長机に広げた地図に、職員たちが被災状況を示す印を次々と付けていく。
昨年3月末。宮城県庁の土木部建築宅地課。東日本大震災の大津波で被災した市町からの連絡を待ちながら、建築指導班長の千葉博之(52)はカレンダーに目をやった。「2カ月なんて到底無理だ…」
約2週間前の3月16日。兵庫県は関西広域連合を通じ、「建築制限の手順」と題する3枚の文書を宮城、岩手、福島県の知事に送っていた。

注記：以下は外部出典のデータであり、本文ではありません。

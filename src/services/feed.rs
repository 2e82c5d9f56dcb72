// src/services/feed.rs

//! RSS/Atom feed strategy.
//!
//! The feed is found by probing conventional paths and then the homepage's
//! `<link rel="alternate">` declarations. Entries give the list of recent
//! articles; each one is then fetched to recover the full body.

use std::sync::Arc;
use std::time::Duration;

use async_trait::async_trait;
use chrono::{DateTime, Utc};
use feed_rs::model::Entry;
use scraper::{Html, Selector};

use crate::error::{AppError, Result};
use crate::models::{Config, OriginStrategy, Site};
use crate::services::extractor::FieldExtractor;
use crate::services::strategy::{ArticleDraft, ScrapeContext, Strategy, StrategyResult, pause};
use crate::utils::http::{FetchResponse, Fetcher};
use crate::utils::resolve;
use crate::utils::text::{html_to_text, normalize_whitespace, truncate_graphemes};

const FEED_LINK_SELECTOR: &str =
    r#"link[type="application/rss+xml"], link[type="application/atom+xml"]"#;

/// A feed entry reduced to the fields we use.
#[derive(Debug, Clone, PartialEq)]
pub struct FeedEntry {
    pub title: String,
    pub url: String,
    pub published_at: Option<DateTime<Utc>>,
    pub summary: String,
    pub author: Option<String>,
    pub image_url: Option<String>,
    pub categories: Vec<String>,
}

/// Collects articles listed in a site's syndication feed.
pub struct FeedStrategy {
    fetcher: Arc<dyn Fetcher>,
    extractor: FieldExtractor,
    feed_paths: Vec<String>,
    delay: Duration,
    min_body_chars: usize,
    max_body_chars: usize,
    excerpt_chars: usize,
}

impl FeedStrategy {
    pub fn new(fetcher: Arc<dyn Fetcher>, config: &Config) -> Self {
        Self {
            fetcher,
            extractor: FieldExtractor::new(&config.scrape),
            feed_paths: config.scrape.feed_paths.clone(),
            delay: config.crawler.request_delay(),
            min_body_chars: config.scrape.min_body_chars,
            max_body_chars: config.scrape.max_body_chars,
            excerpt_chars: config.scrape.excerpt_chars,
        }
    }

    /// Locate and parse the site's feed. Returns the feed URL and its entries.
    pub async fn discover(&self, site: &Site) -> Option<(String, Vec<FeedEntry>)> {
        for path in &self.feed_paths {
            let url = site.url_for(path);
            match self.fetcher.fetch(&url).await {
                Ok(response) if looks_like_feed(&response) => match parse_feed(&response) {
                    Ok(entries) => return Some((response.url, entries)),
                    Err(e) => log::debug!("[{}] {} is not a usable feed: {}", site.id, url, e),
                },
                Ok(_) => {}
                Err(e) => log::debug!("[{}] No feed at {}: {}", site.id, url, e),
            }
        }

        // Fall back to the feed the homepage advertises.
        let homepage = self.fetcher.fetch(&site.base_url).await.ok()?;
        let advertised = advertised_feed(&homepage.body, &homepage.url)?;
        log::debug!("[{}] Homepage advertises feed {}", site.id, advertised);
        let response = self.fetcher.fetch(&advertised).await.ok()?;
        match parse_feed(&response) {
            Ok(entries) => Some((response.url, entries)),
            Err(e) => {
                log::debug!("[{}] Advertised feed is unusable: {}", site.id, e);
                None
            }
        }
    }

    /// Fetch an entry's page for the full body, falling back to the feed
    /// summary when extraction fails.
    async fn hydrate(&self, entry: &FeedEntry) -> Result<ArticleDraft> {
        let extracted = match self.fetcher.fetch(&entry.url).await {
            Ok(page) => self.extractor.extract(&page.body, &entry.url),
            Err(e) => Err(e),
        };

        let mut draft = ArticleDraft {
            url: entry.url.clone(),
            title: entry.title.clone(),
            summary: entry.summary.clone(),
            author: entry.author.clone(),
            published_at: entry.published_at,
            image_url: entry.image_url.clone(),
            categories: entry.categories.clone(),
            ..ArticleDraft::default()
        };

        match extracted {
            Ok(fields) => {
                draft.body = fields.body;
                draft.published_at = draft.published_at.or(fields.published_at);
                draft.author = draft.author.or(fields.author);
                draft.image_url = draft.image_url.or(fields.image_url);
            }
            Err(e) if entry.summary.chars().count() >= self.min_body_chars => {
                log::debug!("Using feed summary for {}: {}", entry.url, e);
                draft.body = truncate_graphemes(&entry.summary, self.max_body_chars);
            }
            Err(e) => return Err(e),
        }
        Ok(draft)
    }
}

#[async_trait]
impl Strategy for FeedStrategy {
    fn origin(&self) -> OriginStrategy {
        OriginStrategy::Feed
    }

    async fn attempt(&self, site: &Site, ctx: &ScrapeContext) -> Result<StrategyResult> {
        let Some((feed_url, entries)) = self.discover(site).await else {
            return Err(AppError::NoCandidates(format!("no feed found for {}", site.id)));
        };
        log::info!("[{}] Feed {} lists {} entries", site.id, feed_url, entries.len());

        let mut result = StrategyResult::default();
        let mut selected = Vec::new();
        for entry in entries {
            if entry.title.is_empty() || entry.url.is_empty() {
                result.skipped += 1;
                continue;
            }
            if entry.published_at.is_some_and(|d| !ctx.window.contains(&d)) {
                result.out_of_window += 1;
                continue;
            }
            if selected.len() < ctx.max_articles {
                selected.push(entry);
            }
        }

        for (i, entry) in selected.iter().enumerate() {
            if ctx.deadline_reached() {
                result.interrupted = true;
                break;
            }
            if i > 0 {
                pause(self.delay).await;
            }

            let draft = match self.hydrate(entry).await {
                Ok(draft) => draft,
                Err(e) => {
                    log::debug!("[{}] Dropping {}: {}", site.id, entry.url, e);
                    result.skipped += 1;
                    continue;
                }
            };
            // Undated entries are checked against the page's own date.
            if draft.published_at.is_some_and(|d| !ctx.window.contains(&d)) {
                result.out_of_window += 1;
                continue;
            }
            match draft.into_article(site, self.origin(), self.excerpt_chars, self.min_body_chars) {
                Ok(article) => result.articles.push(article),
                Err(e) => {
                    log::debug!("[{}] Dropping {}: {}", site.id, entry.url, e);
                    result.skipped += 1;
                }
            }
        }

        Ok(result)
    }
}

/// Content type or leading markup says this is a feed.
fn looks_like_feed(response: &FetchResponse) -> bool {
    let content_type = response.content_type();
    if ["xml", "rss", "atom"].iter().any(|t| content_type.contains(t)) {
        return true;
    }
    let head: String = response.body.chars().take(1024).collect();
    head.contains("<rss") || head.contains("<feed") || head.contains("<rdf:RDF")
}

/// Parse a feed document into entries with absolute URLs.
pub fn parse_feed(response: &FetchResponse) -> Result<Vec<FeedEntry>> {
    let feed = feed_rs::parser::parse(response.body.as_bytes())
        .map_err(|e| AppError::parse(response.url.clone(), e))?;
    Ok(feed
        .entries
        .into_iter()
        .map(|entry| feed_entry(entry, &response.url))
        .collect())
}

fn feed_entry(entry: Entry, feed_url: &str) -> FeedEntry {
    let url = entry
        .links
        .first()
        .and_then(|link| resolve(feed_url, &link.href))
        .unwrap_or_default();

    let image_url = entry
        .media
        .iter()
        .flat_map(|media| media.content.iter())
        .filter(|content| {
            content
                .content_type
                .as_ref()
                .is_none_or(|mime| mime.to_string().starts_with("image/"))
        })
        .find_map(|content| content.url.as_ref().map(|u| u.to_string()))
        .or_else(|| {
            entry
                .media
                .iter()
                .flat_map(|media| media.thumbnails.iter())
                .map(|thumb| thumb.image.uri.clone())
                .next()
        });

    FeedEntry {
        title: entry
            .title
            .map(|t| normalize_whitespace(&html_to_text(&t.content)))
            .unwrap_or_default(),
        url,
        published_at: entry.published.or(entry.updated),
        summary: entry
            .summary
            .map(|s| html_to_text(&s.content))
            .unwrap_or_default(),
        author: entry
            .authors
            .into_iter()
            .map(|p| p.name.trim().to_string())
            .find(|name| !name.is_empty()),
        image_url,
        categories: entry
            .categories
            .into_iter()
            .map(|c| c.term)
            .filter(|term| !term.is_empty())
            .collect(),
    }
}

/// First RSS/Atom feed declared in the homepage's `<head>`.
fn advertised_feed(html: &str, page_url: &str) -> Option<String> {
    let document = Html::parse_document(html);
    let selector = Selector::parse(FEED_LINK_SELECTOR).ok()?;
    document
        .select(&selector)
        .filter_map(|link| link.value().attr("href"))
        .find_map(|href| resolve(page_url, href))
}

#[cfg(test)]
mod tests {
    use std::collections::HashMap;

    use super::*;

    const RSS: &str = r#"<?xml version="1.0" encoding="UTF-8"?>
<rss version="2.0" xmlns:media="http://search.yahoo.com/mrss/">
  <channel>
    <title>Le Quotidien</title>
    <link>https://x.test/</link>
    <item>
      <title>Budget vote passes &amp; council adjourns</title>
      <link>/2024/05/12/budget-vote/</link>
      <pubDate>Sun, 12 May 2024 08:00:00 GMT</pubDate>
      <description>&lt;p&gt;The council approved the budget.&lt;/p&gt;</description>
      <category>Politique</category>
      <enclosure url="https://x.test/img/vote.jpg" type="image/jpeg" length="1000"/>
    </item>
    <item>
      <title>No date here</title>
      <link>https://x.test/undated/</link>
    </item>
  </channel>
</rss>"#;

    fn response(url: &str, content_type: &str, body: &str) -> FetchResponse {
        FetchResponse {
            url: url.to_string(),
            status: 200,
            headers: HashMap::from([("content-type".to_string(), content_type.to_string())]),
            body: body.to_string(),
        }
    }

    #[test]
    fn test_parse_feed_entries() {
        let entries = parse_feed(&response("https://x.test/feed/", "application/rss+xml", RSS)).unwrap();
        assert_eq!(entries.len(), 2);

        let first = &entries[0];
        assert_eq!(first.title, "Budget vote passes & council adjourns");
        assert_eq!(first.url, "https://x.test/2024/05/12/budget-vote/");
        assert_eq!(
            first.published_at.map(|d| d.to_rfc3339()),
            Some("2024-05-12T08:00:00+00:00".to_string())
        );
        assert_eq!(first.summary, "The council approved the budget.");
        assert_eq!(first.categories, vec!["Politique".to_string()]);
        assert_eq!(first.image_url.as_deref(), Some("https://x.test/img/vote.jpg"));

        assert_eq!(entries[1].published_at, None);
    }

    #[test]
    fn test_looks_like_feed() {
        assert!(looks_like_feed(&response("u", "application/rss+xml; charset=utf-8", "")));
        assert!(looks_like_feed(&response("u", "text/plain", "<?xml version=\"1.0\"?><feed>")));
        assert!(!looks_like_feed(&response("u", "text/html", "<html><body>Home</body></html>")));
    }

    #[test]
    fn test_advertised_feed() {
        let html = r#"<html><head>
            <link rel="stylesheet" href="/style.css">
            <link rel="alternate" type="application/rss+xml" href="/index.php?format=feed">
        </head><body></body></html>"#;
        assert_eq!(
            advertised_feed(html, "https://x.test/").as_deref(),
            Some("https://x.test/index.php?format=feed")
        );
        assert_eq!(advertised_feed("<html></html>", "https://x.test/"), None);
    }

    #[test]
    fn test_invalid_feed_is_parse_error() {
        let err = parse_feed(&response("https://x.test/feed/", "text/xml", "<html>oops")).unwrap_err();
        assert!(matches!(err, AppError::Parse { .. }));
    }
}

「至急に被災市街地を調査し(略)建築基準法84条を適用すべきだ」。兵庫県知事井戸敏三(67)も「(阪神・淡路大震災では)2カ月で決めざるを得ず、多くの反対意見が出された(略)迅速かつ住民総意の復旧復興を期待します」との一文を添えた。
この提言を受け、宮城県知事の村井嘉浩(52)は土木部に調査を命じる。しかし、被災市町の反応は鈍い。被災後わずか3日で調査を終えた神戸市とはまるで違っていた。
「手が回らない…」。庁舎が被災し、職員が犠牲になるなど行政機能そのものがまひする自治体が相次いだ。後に判明する宮城県内の浸水面積は3万2700ヘクタール。神戸(北・西区を除く)-尼崎の沿岸4市全域に匹敵する規模だ。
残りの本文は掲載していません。